(Saved entries)
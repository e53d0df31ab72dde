use crate::config::ConfigurationError;
use crate::events::EventError;
use crate::models::OperationType;
use crate::orchestration::error_classifier::ClassifiedError;
use crate::orchestration::pipeline::PipelineError;
use crate::state_machine::StateMachineError;
use crate::storage::StorageError;
use thiserror::Error;

/// Crate-level error for engine contract violations and infrastructure failures
#[derive(Debug, Error)]
pub enum LifecycleError {
    #[error("Storage error: {0}")]
    Storage(#[from] StorageError),

    #[error("Configuration error: {0}")]
    Configuration(#[from] ConfigurationError),

    #[error("Event error: {0}")]
    Event(#[from] EventError),

    #[error("State transition error: {0}")]
    StateMachine(#[from] StateMachineError),

    #[error("Operation error: {0}")]
    Operation(#[from] ClassifiedError),

    #[error("Pipeline error: {0}")]
    Pipeline(#[from] PipelineError),

    #[error("No pipeline registered for {0} operations")]
    PipelineNotFound(OperationType),
}

pub type Result<T> = std::result::Result<T, LifecycleError>;
//! Minimal kubeconfig model, enough to locate the API server and credentials of the
//! current context.

use serde::{Deserialize, Serialize};
use thiserror::Error;

#[derive(Debug, Error)]
pub enum KubeConfigError {
    #[error("error constructing kubeconfig from raw config: {0}")]
    Parse(#[from] serde_yaml::Error),

    #[error("kubeconfig is invalid: {0}")]
    Invalid(String),
}

#[derive(Debug, Clone, PartialEq, Serialize, Deserialize)]
pub struct ClusterEndpoint {
    pub server: String,
    #[serde(rename = "certificate-authority-data", default)]
    pub certificate_authority_data: Option<String>,
}

#[derive(Debug, Clone, PartialEq, Serialize, Deserialize)]
pub struct NamedCluster {
    pub name: String,
    pub cluster: ClusterEndpoint,
}

#[derive(Debug, Clone, PartialEq, Serialize, Deserialize)]
pub struct ContextRef {
    pub cluster: String,
    #[serde(default)]
    pub user: String,
}

#[derive(Debug, Clone, PartialEq, Serialize, Deserialize)]
pub struct NamedContext {
    pub name: String,
    pub context: ContextRef,
}

#[derive(Debug, Clone, PartialEq, Serialize, Deserialize)]
pub struct NamedUser {
    pub name: String,
    #[serde(default)]
    pub user: serde_yaml::Value,
}

#[derive(Debug, Clone, PartialEq, Serialize, Deserialize)]
#[serde(rename_all = "kebab-case")]
pub struct KubeConfig {
    #[serde(rename = "apiVersion", default)]
    pub api_version: String,
    #[serde(default)]
    pub kind: String,
    pub clusters: Vec<NamedCluster>,
    #[serde(default)]
    pub contexts: Vec<NamedContext>,
    #[serde(default)]
    pub current_context: String,
    #[serde(default)]
    pub users: Vec<NamedUser>,
}

impl KubeConfig {
    /// Parse a raw kubeconfig document
    pub fn from_raw(raw: &str) -> Result<Self, KubeConfigError> {
        let config: KubeConfig = serde_yaml::from_str(raw)?;
        if config.clusters.is_empty() {
            return Err(KubeConfigError::Invalid("no clusters defined".to_string()));
        }
        if !config.current_context.is_empty() && config.current().is_none() {
            return Err(KubeConfigError::Invalid(format!(
                "current context {} does not resolve to a cluster",
                config.current_context
            )));
        }
        Ok(config)
    }

    /// Cluster selected by the current context, or the first cluster if none is set
    pub fn current(&self) -> Option<&NamedCluster> {
        if self.current_context.is_empty() {
            return self.clusters.first();
        }
        let context = self
            .contexts
            .iter()
            .find(|c| c.name == self.current_context)?;
        self.clusters
            .iter()
            .find(|c| c.name == context.context.cluster)
    }

    /// API server URL of the current cluster
    pub fn server(&self) -> Option<&str> {
        self.current().map(|c| c.cluster.server.as_str())
    }
}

◆ **TASK ITEM**:
How many of the lines above hold the word "clusters"? Give only that number.

◆ **RESULT**:
5